To make vegetarian, simply omit chicken
2 Tbl olive oil
1 Onion, chopped
1 Green Pepper, chopped
1 Jalapeno, diced
2 cloves garlic, minced
2 Tbl Chilli Powder
2 tsp Cumin
3 cups prepared beans or 2 cans, drained and rinsed
2 chicken breasts, cooked and shredded
1 cup corn, frozen or fresh
1 16oz. can fire roasted diced tomatoes
1 giant handful cilantro, chopped (save a little to sprinkle on top)
Cholulah or your favorite hot sauce
4 cups baby spinach
1 jar of your favorite salsa
½ cup cheddar cheese, shredded
1-1/2 cup Monterey jack cheese, shredded
12 corn tortillas
Make the filling:
-Heat olive oil in pan over medium high heat
-Add onion, green pepper, jalapeno- season with salt & pepper – let cook for 6-8 minutes until translucent.
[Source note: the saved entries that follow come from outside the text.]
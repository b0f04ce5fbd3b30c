//! Order API Handlers

use axum::{
    Json,
    extract::{Path, Query, State},
};
use serde::Deserialize;

use crate::core::ServerState;
use crate::db::repository::order;
use crate::utils::validation::{MAX_NOTE_LEN, validate_amount, validate_optional_text};
use crate::utils::{AppError, AppResult};
use crate::utils::time;
use shared::models::{Order, OrderCreate};

/// Query params for listing orders
#[derive(Debug, Deserialize)]
pub struct ListQuery {
    #[serde(default = "default_limit")]
    pub limit: i32,
    #[serde(default)]
    pub offset: i32,
    pub start_date: Option<String>,
    pub end_date: Option<String>,
}

fn default_limit() -> i32 {
    50
}

/// GET /api/orders - list orders, newest first
pub async fn list(
    State(state): State<ServerState>,
    Query(query): Query<ListQuery>,
) -> AppResult<Json<Vec<Order>>> {
    let tz = state.config.timezone;
    let orders = if let (Some(start), Some(end)) = (query.start_date, query.end_date) {
        let start_date = time::parse_date(&start)?;
        let end_date = time::parse_date(&end)?;
        order::find_by_time_range(
            &state.pool,
            time::day_start_millis(start_date, tz),
            time::day_end_millis(end_date, tz),
        )
        .await
    } else {
        order::find_all(&state.pool, query.limit, query.offset).await
    }?;

    Ok(Json(orders))
}

/// GET /api/orders/:id - fetch a single order
pub async fn get_by_id(
    State(state): State<ServerState>,
    Path(id): Path<i64>,
) -> AppResult<Json<Order>> {
    let order = order::find_by_id(&state.pool, id)
        .await?
        .ok_or_else(|| AppError::not_found(format!("Order {} not found", id)))?;
    Ok(Json(order))
}

/// POST /api/orders - checkout: append one transaction to the ledger
pub async fn create(
    State(state): State<ServerState>,
    Json(payload): Json<OrderCreate>,
) -> AppResult<Json<Order>> {
    validate_amount(payload.total_amount, "total_amount")?;
    validate_optional_text(&payload.note, "note", MAX_NOTE_LEN)?;

    let order = order::create(&state.pool, payload).await?;
    tracing::debug!(order_id = order.id, total = order.total_amount, "Order recorded");
    Ok(Json(order))
}
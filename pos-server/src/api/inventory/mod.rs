//! Inventory API module

mod handler;

use axum::{
    Router,
    routing::{get, post},
};

use crate::core::ServerState;

pub fn router() -> Router<ServerState> {
    Router::new().nest("/api/inventory", routes())
}

fn routes() -> Router<ServerState> {
    Router::new()
        .route("/", get(handler::list).post(handler::create))
        .route(
            "/{id}",
            get(handler::get_by_id)
                .put(handler::update)
                .delete(handler::delete),
        )
        .route("/{id}/adjust", post(handler::adjust))
}
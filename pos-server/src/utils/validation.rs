//! Input validation helpers
//!
//! Centralized text length constants and validation functions.
//! SQLite TEXT has no built-in length enforcement, so handlers validate
//! before any store access.

use crate::utils::AppError;

// ── Text length limits ──────────────────────────────────────────────

/// Entity names: inventory items, etc.
pub const MAX_NAME_LEN: usize = 200;

/// Notes and descriptions
pub const MAX_NOTE_LEN: usize = 500;

// ── Validation helpers (CRUD handlers) ──────────────────────────────

/// Validate that a required string is non-empty and within the length limit.
pub fn validate_required_text(value: &str, field: &str, max_len: usize) -> Result<(), AppError> {
    if value.trim().is_empty() {
        return Err(AppError::validation(format!("{field} must not be empty")));
    }
    if value.len() > max_len {
        return Err(AppError::validation(format!(
            "{field} is too long ({} chars, max {max_len})",
            value.len()
        )));
    }
    Ok(())
}

/// Validate that an optional string, if present, is within the length limit.
pub fn validate_optional_text(
    value: &Option<String>,
    field: &str,
    max_len: usize,
) -> Result<(), AppError> {
    if let Some(v) = value
        && v.len() > max_len
    {
        return Err(AppError::validation(format!(
            "{field} is too long ({} chars, max {max_len})",
            v.len()
        )));
    }
    Ok(())
}

/// Validate a monetary amount is finite and non-negative
pub fn validate_amount(value: f64, field: &str) -> Result<(), AppError> {
    if !value.is_finite() {
        return Err(AppError::validation(format!(
            "{field} must be a finite number"
        )));
    }
    if value < 0.0 {
        return Err(AppError::validation(format!(
            "{field} must be non-negative, got {value}"
        )));
    }
    Ok(())
}
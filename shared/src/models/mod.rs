//! Data models
//!
//! Shared between pos-server and frontend (via API).
//! DB row types use `#[cfg_attr(feature = "db", derive(sqlx::FromRow))]`.
//! All IDs are `i64` (SQLite INTEGER PRIMARY KEY).

pub mod daily_report;
pub mod inventory_item;
pub mod order;

// Re-exports
pub use daily_report::*;
pub use inventory_item::*;
pub use order::*;
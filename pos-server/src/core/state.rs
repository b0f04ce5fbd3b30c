use sqlx::SqlitePool;

use crate::core::Config;
use crate::db::DbService;
use crate::utils::AppError;

/// Server state - shared by every request handler
///
/// All state shared across concurrent requests lives in the database;
/// the process itself holds no mutable shared state, so `ServerState`
/// is a cheap `Clone` of the config plus the connection pool.
#[derive(Clone, Debug)]
pub struct ServerState {
    /// Server configuration (immutable after startup)
    pub config: Config,
    /// SQLite connection pool
    pub pool: SqlitePool,
}

impl ServerState {
    pub fn new(config: Config, pool: SqlitePool) -> Self {
        Self { config, pool }
    }

    /// Initialize server state: work directory layout, then the database
    /// (work_dir/database/lotus.db) with migrations applied.
    pub async fn initialize(config: &Config) -> Result<Self, AppError> {
        config
            .ensure_work_dir_structure()
            .map_err(|e| AppError::internal(format!("Failed to create work directory: {e}")))?;

        let db_path = config.database_dir().join("lotus.db");
        let db_service = DbService::new(&db_path.to_string_lossy()).await?;

        Ok(Self::new(config.clone(), db_service.pool))
    }
}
-Add garlic, chilli powder and cumin – combine and cook another 2 minutes
– Squeeze lime juice into pan, scraping any brown bits off bottom of pan
-Add beans, chicken, corn, cilantro and tomatoes – season again with salt and hot sauce (if that’s your thing).
-Let this mixture heat together until well combined and flavorful about 5 minutes
-Add spinach and incorporate into mixture until wilted.
-Taste and season again if necessary. Remove from heat.
-Assemble the “lasagna” in a baking dish. Start with salsa, then 4 tortillas, ½ the bean mixture, cheese, dollops of salsa, tortillas, remaining bean mixture, cheese. Top with one more layer of tortillas. Sprinkle with salsa, cheese and cilantro.
-Cover and Bake at 350 for 30 minutes. Let sit for 10 minutes.